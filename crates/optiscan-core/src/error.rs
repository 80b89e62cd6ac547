//! Common error type definitions.

use strum::{AsRefStr, IntoStaticStr};
use thiserror::Error;

/// Type alias for boxed dynamic errors that can be sent across threads.
///
/// Commonly used as a source error in structured error types, wrapping any
/// error that implements the standard `Error` trait while maintaining Send
/// and Sync bounds for multi-threaded contexts.
pub type BoxedError = Box<dyn std::error::Error + Send + Sync>;

/// Type alias for Results with our custom Error type.
pub type Result<T> = std::result::Result<T, Error>;

/// Categories of errors that can occur in optiscan-core operations.
#[derive(Debug, Clone, Copy, PartialEq, Eq, AsRefStr, IntoStaticStr)]
#[strum(serialize_all = "snake_case")]
pub enum ErrorKind {
    /// Input validation failed.
    InvalidInput,
    /// Unsupported document or image format.
    UnsupportedFormat,
    /// Filesystem I/O error.
    Io,
    /// Resource not found.
    NotFound,
    /// Timeout occurred.
    Timeout,
    /// Service temporarily unavailable.
    ServiceUnavailable,
    /// External engine error.
    ExternalError,
    /// Internal error.
    InternalError,
}

impl ErrorKind {
    /// Returns whether an error of this kind is worth retrying.
    ///
    /// Validation and format errors fail the same way on every attempt,
    /// while transient engine and availability errors may recover.
    pub fn is_retryable(self) -> bool {
        matches!(
            self,
            ErrorKind::Timeout | ErrorKind::ServiceUnavailable | ErrorKind::ExternalError
        )
    }
}

/// A structured error type for optiscan-core operations.
#[derive(Debug, Error)]
#[error("{kind:?}{}", message.as_ref().map(|m| format!(": {}", m)).unwrap_or_default())]
pub struct Error {
    /// The kind of error that occurred.
    pub kind: ErrorKind,
    /// Optional error message.
    pub message: Option<String>,
    /// Optional source error.
    #[source]
    pub source: Option<BoxedError>,
}

impl Error {
    /// Creates a new error with the given kind.
    pub fn new(kind: ErrorKind) -> Self {
        Self {
            kind,
            message: None,
            source: None,
        }
    }

    /// Adds a message to this error.
    pub fn with_message(mut self, message: impl Into<String>) -> Self {
        self.message = Some(message.into());
        self
    }

    /// Adds a source error to this error.
    pub fn with_source(mut self, source: impl std::error::Error + Send + Sync + 'static) -> Self {
        self.source = Some(Box::new(source));
        self
    }

    /// Creates a new invalid input error.
    pub fn invalid_input() -> Self {
        Self::new(ErrorKind::InvalidInput)
    }

    /// Creates a new unsupported format error.
    pub fn unsupported_format() -> Self {
        Self::new(ErrorKind::UnsupportedFormat)
    }

    /// Creates a new I/O error.
    pub fn io() -> Self {
        Self::new(ErrorKind::Io)
    }

    /// Creates a new not found error.
    pub fn not_found() -> Self {
        Self::new(ErrorKind::NotFound)
    }

    /// Creates a new timeout error.
    pub fn timeout() -> Self {
        Self::new(ErrorKind::Timeout)
    }

    /// Creates a new service unavailable error.
    pub fn service_unavailable() -> Self {
        Self::new(ErrorKind::ServiceUnavailable)
    }

    /// Creates a new external engine error.
    pub fn external_error() -> Self {
        Self::new(ErrorKind::ExternalError)
    }

    /// Creates a new internal error.
    pub fn internal_error() -> Self {
        Self::new(ErrorKind::InternalError)
    }

    /// Returns the error kind.
    pub fn kind(&self) -> ErrorKind {
        self.kind
    }

    /// Returns the error kind as a string.
    pub fn kind_str(&self) -> &'static str {
        self.kind.into()
    }

    /// Returns whether this error is worth retrying.
    pub fn is_retryable(&self) -> bool {
        self.kind.is_retryable()
    }
}

impl From<std::io::Error> for Error {
    fn from(source: std::io::Error) -> Self {
        Self::io().with_source(source)
    }
}

#[cfg(test)]
mod tests {
    use super::*;

    #[test]
    fn kind_strings_are_snake_case() {
        assert_eq!(Error::invalid_input().kind_str(), "invalid_input");
        assert_eq!(Error::unsupported_format().kind_str(), "unsupported_format");
    }

    #[test]
    fn retryable_kinds() {
        assert!(Error::timeout().is_retryable());
        assert!(Error::external_error().is_retryable());
        assert!(!Error::invalid_input().is_retryable());
        assert!(!Error::not_found().is_retryable());
    }

    #[test]
    fn message_appears_in_display() {
        let err = Error::io().with_message("disk full");
        assert!(err.to_string().contains("disk full"));
    }
}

======

Show the lines from the data above that contain the string "strum".

use strum::{AsRefStr, IntoStaticStr};
#[strum(serialize_all = "snake_case")]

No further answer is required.